Como será conviver com o nosso corpo e como veremos o corpo dos outros? Como uma possível via de contágio, um risco ao qual devemos estar alertas, ou a expressão da alma de uma irmã ou de um irmão? Porque no fundo, este é o corpo humano: a manifestação concreta de uma alma – única, digna. Preciosa, criatura de Deus, imagem de Deus… Que maravilha o timbre da voz, o ritmo dos passos, sobretudo o sorriso das pessoas queridas!… E isso não deveria valer para todas as pessoas que encontramos? Então, recuperar a liberdade do coronavírus nos ajudará a nos livrar de outros vírus do corpo e da alma que nos impedem ver e achar o tesouro que está na alma do outro, ou nos tornaremos ainda mais individualistas?  

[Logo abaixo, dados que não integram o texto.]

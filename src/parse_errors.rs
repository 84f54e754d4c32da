//! Errors that may be encountered when reading a grid from a string

/// An invalid grid entry encountered during parsing.
#[derive(Copy, Clone, Debug, PartialEq, Eq, Hash)]
pub struct InvalidEntry {
    /// Number of the cell the entry would have filled, counting from 0
    pub cell: usize,
    /// The parsed invalid char
    pub ch: char,
}

/// A structure representing an error caused when parsing a grid
#[derive(Copy, Clone, Debug, PartialEq, Eq, Hash, thiserror::Error)]
pub enum ParseError {
    /// Accepted values are digits, `A`..`W` for digits above 9,
    /// '.', '_' or '0' for open cells and 'e' or 'o' for parity cells.
    #[error("cell {} contains invalid character '{}'", .0.cell, .0.ch)]
    InvalidEntry(InvalidEntry),
    /// Grids hold at most 256 cells.
    #[error("grids are limited to 256 cells, requested {0}")]
    CellCount(usize),
    /// Number of cells does not match the grid size.
    #[error("grid contains {found} cells instead of required {expected}")]
    WrongCellCount {
        /// Cells expected by the geometry
        expected: usize,
        /// Cells supplied
        found: usize,
    },
    /// A digit is valid syntax but too large for the grid.
    #[error("cell {cell} contains digit {digit}, but the grid only uses {digits} digits")]
    DigitOutOfRange {
        /// Number of the cell, counting from 0
        cell: usize,
        /// The parsed digit
        digit: u8,
        /// Number of digits of the grid
        digits: u8,
    },
}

A tecnologia digital pode mediar e acompanhar de modo útil nossa relação, porém a presença física e recíproca das pessoas, dos seus corpos como transparência das almas, a sua proximidade e o seu encontro, permanecem sendo o ponto de partida e de referência originário da nossa experiência e do nosso caminho. Jesus não foi uma manifestação virtual de Deus, mas a sua encarnação, para que pudéssemos encontrá-lo. E Jesus nos disse que Ele está presente e nos espera no outro, no pobre (e quem não é pobre de algum modo, o saiba ou não?), e que no rosto do outro podemos e devemos saber reconhecer o seu rosto.

Com que olhos, com que coração, com que sorriso voltaremos a caminhar pelas ruas e a cruzar o caminho de tantas pessoas, que mesmo aparentemente desconhecidas, no fundo, neste meses nos fizeram falta, e que como nós sentiram o desejo de nos achar de novo pelos caminhos diários de suas vidas, do nosso mundo comum?